_GIVEN RECORDS:_
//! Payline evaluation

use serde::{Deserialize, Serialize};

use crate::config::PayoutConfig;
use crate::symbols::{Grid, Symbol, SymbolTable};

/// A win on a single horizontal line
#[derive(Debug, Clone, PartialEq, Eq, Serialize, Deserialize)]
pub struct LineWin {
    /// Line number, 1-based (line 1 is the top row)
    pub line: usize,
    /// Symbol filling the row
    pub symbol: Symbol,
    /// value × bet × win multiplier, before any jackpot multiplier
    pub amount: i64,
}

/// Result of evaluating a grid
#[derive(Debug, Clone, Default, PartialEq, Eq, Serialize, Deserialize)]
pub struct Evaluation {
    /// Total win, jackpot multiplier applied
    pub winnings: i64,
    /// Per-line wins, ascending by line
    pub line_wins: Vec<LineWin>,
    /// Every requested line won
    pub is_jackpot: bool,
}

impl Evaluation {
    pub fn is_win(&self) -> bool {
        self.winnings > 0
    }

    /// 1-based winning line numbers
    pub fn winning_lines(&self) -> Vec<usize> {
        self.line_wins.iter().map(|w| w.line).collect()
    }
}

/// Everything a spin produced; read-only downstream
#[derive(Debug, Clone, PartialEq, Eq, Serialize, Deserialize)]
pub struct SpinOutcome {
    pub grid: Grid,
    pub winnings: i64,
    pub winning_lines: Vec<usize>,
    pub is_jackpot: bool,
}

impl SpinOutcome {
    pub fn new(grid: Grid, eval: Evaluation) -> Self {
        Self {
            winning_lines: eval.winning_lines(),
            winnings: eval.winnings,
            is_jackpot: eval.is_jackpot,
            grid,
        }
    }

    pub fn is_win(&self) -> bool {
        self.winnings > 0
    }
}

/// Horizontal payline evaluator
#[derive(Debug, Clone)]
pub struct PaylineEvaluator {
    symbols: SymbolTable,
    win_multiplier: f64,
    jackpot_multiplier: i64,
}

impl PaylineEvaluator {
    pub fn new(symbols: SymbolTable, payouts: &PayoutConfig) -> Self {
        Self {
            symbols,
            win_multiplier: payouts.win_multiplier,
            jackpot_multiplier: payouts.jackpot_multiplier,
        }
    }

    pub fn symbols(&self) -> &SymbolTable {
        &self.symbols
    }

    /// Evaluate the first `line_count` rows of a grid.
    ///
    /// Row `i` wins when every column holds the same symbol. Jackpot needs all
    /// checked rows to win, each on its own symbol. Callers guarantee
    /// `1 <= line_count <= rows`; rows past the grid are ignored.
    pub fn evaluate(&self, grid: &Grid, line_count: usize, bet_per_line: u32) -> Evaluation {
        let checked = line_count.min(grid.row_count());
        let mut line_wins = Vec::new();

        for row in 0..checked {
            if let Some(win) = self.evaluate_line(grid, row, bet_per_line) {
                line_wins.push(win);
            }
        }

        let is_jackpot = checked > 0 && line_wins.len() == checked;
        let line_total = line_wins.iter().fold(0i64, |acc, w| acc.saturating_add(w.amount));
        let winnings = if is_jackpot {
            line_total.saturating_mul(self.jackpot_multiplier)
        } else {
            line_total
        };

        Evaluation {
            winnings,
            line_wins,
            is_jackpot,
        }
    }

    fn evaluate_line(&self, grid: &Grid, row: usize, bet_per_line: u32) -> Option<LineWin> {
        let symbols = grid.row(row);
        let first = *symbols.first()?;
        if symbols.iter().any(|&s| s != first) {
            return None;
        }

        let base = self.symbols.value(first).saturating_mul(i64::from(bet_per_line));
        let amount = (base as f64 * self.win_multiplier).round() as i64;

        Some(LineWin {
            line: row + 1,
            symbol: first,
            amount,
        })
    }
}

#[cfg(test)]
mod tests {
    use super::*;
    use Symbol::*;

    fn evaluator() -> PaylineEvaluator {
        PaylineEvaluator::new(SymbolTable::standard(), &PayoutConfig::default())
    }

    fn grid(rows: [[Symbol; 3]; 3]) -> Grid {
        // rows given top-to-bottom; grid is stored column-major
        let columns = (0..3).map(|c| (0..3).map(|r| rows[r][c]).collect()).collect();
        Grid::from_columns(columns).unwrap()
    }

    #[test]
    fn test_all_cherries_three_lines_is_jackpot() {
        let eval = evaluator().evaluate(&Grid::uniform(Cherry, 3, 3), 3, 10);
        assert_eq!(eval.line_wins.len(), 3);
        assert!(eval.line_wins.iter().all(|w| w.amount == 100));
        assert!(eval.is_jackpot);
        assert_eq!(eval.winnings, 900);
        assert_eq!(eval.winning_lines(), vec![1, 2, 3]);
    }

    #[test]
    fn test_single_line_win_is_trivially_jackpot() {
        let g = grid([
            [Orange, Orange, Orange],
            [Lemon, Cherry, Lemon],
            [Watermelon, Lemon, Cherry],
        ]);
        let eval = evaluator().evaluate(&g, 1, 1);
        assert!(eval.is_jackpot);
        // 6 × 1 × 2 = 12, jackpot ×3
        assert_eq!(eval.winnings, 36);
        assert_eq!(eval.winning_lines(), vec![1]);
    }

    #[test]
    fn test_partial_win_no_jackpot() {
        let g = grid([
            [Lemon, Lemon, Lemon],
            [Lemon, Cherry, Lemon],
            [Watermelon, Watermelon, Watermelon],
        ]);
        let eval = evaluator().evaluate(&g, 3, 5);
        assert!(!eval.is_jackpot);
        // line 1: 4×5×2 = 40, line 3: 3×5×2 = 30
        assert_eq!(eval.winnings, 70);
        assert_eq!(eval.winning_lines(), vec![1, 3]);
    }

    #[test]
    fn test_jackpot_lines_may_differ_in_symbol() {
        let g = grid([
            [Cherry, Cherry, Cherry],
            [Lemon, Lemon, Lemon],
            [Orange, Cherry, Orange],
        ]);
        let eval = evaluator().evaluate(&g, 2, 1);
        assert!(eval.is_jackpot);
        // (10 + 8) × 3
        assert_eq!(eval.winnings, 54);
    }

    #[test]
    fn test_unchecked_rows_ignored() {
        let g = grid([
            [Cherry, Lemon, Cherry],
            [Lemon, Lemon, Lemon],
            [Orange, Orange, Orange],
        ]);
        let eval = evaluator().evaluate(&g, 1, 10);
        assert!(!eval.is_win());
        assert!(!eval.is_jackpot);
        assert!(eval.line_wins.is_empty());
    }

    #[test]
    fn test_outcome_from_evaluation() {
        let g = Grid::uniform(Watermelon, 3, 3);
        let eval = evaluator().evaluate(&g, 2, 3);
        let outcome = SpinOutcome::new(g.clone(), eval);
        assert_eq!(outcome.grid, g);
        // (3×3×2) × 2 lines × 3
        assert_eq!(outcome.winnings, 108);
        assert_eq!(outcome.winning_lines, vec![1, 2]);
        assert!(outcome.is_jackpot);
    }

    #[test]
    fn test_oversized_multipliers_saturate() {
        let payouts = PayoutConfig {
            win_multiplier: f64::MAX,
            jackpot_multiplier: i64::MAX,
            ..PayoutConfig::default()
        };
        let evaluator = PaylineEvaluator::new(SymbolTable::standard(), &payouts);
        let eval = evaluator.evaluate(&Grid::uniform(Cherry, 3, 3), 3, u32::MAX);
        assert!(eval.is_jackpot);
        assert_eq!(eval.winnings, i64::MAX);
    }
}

* * *

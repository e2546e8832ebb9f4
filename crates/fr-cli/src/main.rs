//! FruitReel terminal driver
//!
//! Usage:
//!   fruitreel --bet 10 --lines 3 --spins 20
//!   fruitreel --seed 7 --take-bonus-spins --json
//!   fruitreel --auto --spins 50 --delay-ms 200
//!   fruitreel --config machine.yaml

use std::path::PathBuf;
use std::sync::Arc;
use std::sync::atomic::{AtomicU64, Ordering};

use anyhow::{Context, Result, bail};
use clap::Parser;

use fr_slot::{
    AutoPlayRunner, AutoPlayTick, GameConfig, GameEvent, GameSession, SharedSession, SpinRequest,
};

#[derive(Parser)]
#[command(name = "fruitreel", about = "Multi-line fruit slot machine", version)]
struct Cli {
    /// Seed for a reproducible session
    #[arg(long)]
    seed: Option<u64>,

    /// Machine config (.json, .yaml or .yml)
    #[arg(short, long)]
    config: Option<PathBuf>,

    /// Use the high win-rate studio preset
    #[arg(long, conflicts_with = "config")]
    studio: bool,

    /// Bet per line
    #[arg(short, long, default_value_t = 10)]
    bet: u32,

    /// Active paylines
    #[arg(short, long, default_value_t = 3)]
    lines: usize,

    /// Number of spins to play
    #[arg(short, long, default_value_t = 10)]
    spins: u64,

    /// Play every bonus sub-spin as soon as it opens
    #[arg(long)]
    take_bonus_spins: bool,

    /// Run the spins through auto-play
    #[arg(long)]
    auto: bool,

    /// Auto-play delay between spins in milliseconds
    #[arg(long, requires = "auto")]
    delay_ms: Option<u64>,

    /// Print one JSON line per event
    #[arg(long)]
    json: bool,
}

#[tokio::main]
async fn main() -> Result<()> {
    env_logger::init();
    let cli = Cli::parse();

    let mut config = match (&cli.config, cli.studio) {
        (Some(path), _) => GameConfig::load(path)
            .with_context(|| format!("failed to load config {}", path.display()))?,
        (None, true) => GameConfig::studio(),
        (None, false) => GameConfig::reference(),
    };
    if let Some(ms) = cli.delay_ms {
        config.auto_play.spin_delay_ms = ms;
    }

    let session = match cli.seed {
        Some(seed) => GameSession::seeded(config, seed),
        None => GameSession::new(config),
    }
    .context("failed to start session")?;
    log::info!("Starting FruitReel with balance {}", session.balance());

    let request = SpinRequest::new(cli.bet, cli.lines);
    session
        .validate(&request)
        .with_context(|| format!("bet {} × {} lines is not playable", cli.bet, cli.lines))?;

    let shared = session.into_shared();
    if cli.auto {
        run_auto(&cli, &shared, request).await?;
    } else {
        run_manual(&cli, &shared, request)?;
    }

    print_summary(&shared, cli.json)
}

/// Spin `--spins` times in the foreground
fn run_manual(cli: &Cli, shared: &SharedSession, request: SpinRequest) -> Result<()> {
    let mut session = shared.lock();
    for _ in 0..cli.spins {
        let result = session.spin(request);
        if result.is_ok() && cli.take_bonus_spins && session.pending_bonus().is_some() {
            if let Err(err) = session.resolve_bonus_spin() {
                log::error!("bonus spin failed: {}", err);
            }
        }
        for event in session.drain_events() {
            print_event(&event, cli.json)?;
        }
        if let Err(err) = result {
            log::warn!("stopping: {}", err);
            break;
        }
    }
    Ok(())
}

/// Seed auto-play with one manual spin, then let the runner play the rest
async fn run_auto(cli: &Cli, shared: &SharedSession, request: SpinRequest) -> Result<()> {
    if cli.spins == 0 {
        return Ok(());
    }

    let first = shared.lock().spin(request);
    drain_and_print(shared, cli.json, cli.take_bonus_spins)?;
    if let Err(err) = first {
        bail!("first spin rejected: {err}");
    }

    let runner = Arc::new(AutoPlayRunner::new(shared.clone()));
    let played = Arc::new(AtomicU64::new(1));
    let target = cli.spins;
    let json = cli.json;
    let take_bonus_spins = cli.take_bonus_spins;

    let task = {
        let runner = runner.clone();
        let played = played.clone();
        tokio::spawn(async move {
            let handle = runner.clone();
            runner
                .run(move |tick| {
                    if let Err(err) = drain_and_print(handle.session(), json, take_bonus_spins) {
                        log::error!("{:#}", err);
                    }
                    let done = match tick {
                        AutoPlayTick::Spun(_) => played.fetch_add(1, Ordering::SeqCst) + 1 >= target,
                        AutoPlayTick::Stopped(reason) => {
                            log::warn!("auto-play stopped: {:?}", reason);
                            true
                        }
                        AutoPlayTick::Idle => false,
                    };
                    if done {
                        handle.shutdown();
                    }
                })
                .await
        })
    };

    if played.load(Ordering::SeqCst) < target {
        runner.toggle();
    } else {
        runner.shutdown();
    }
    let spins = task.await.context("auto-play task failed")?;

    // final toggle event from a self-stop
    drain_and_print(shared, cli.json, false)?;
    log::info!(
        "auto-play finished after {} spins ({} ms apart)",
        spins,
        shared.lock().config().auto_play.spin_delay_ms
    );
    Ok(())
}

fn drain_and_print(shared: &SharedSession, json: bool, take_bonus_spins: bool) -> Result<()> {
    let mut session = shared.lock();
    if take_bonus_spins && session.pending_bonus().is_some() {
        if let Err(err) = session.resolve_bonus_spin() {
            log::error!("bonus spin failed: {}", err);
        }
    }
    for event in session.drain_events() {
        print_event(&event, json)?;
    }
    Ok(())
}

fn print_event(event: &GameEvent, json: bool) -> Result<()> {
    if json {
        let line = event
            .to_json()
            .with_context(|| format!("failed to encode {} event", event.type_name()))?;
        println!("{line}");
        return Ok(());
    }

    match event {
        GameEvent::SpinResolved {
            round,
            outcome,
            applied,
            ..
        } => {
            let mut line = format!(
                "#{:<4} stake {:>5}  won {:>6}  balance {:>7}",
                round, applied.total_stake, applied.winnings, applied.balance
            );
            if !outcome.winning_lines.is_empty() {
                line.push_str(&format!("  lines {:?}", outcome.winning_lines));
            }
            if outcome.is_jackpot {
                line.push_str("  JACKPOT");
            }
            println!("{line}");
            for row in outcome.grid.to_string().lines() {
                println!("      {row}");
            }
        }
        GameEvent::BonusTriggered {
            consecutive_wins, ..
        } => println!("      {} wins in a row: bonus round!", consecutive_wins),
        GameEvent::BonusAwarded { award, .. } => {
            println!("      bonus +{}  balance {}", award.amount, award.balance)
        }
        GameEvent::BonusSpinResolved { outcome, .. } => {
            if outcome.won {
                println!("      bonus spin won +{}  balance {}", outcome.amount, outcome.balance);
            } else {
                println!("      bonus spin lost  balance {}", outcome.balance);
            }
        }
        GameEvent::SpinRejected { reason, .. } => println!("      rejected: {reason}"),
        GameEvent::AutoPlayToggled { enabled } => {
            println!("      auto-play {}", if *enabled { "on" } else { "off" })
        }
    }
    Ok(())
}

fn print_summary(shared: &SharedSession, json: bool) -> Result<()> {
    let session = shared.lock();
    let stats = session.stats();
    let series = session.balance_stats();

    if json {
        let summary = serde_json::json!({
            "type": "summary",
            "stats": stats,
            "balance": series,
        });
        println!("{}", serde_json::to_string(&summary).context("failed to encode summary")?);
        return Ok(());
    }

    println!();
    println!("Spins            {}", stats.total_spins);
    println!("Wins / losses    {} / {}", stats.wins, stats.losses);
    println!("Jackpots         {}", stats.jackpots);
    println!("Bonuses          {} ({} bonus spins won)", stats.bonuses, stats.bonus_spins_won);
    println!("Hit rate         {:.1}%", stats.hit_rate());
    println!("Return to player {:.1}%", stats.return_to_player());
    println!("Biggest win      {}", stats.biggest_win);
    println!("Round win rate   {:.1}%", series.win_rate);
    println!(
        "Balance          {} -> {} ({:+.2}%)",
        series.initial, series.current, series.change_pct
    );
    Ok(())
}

_GOAL OF THE EXERCISE:_ Filter the listing above for lines with the word "SpinOutcome", and copy each one you find.

_TASK RESPONSE:_
pub struct SpinOutcome {
impl SpinOutcome {
        let outcome = SpinOutcome::new(g.clone(), eval);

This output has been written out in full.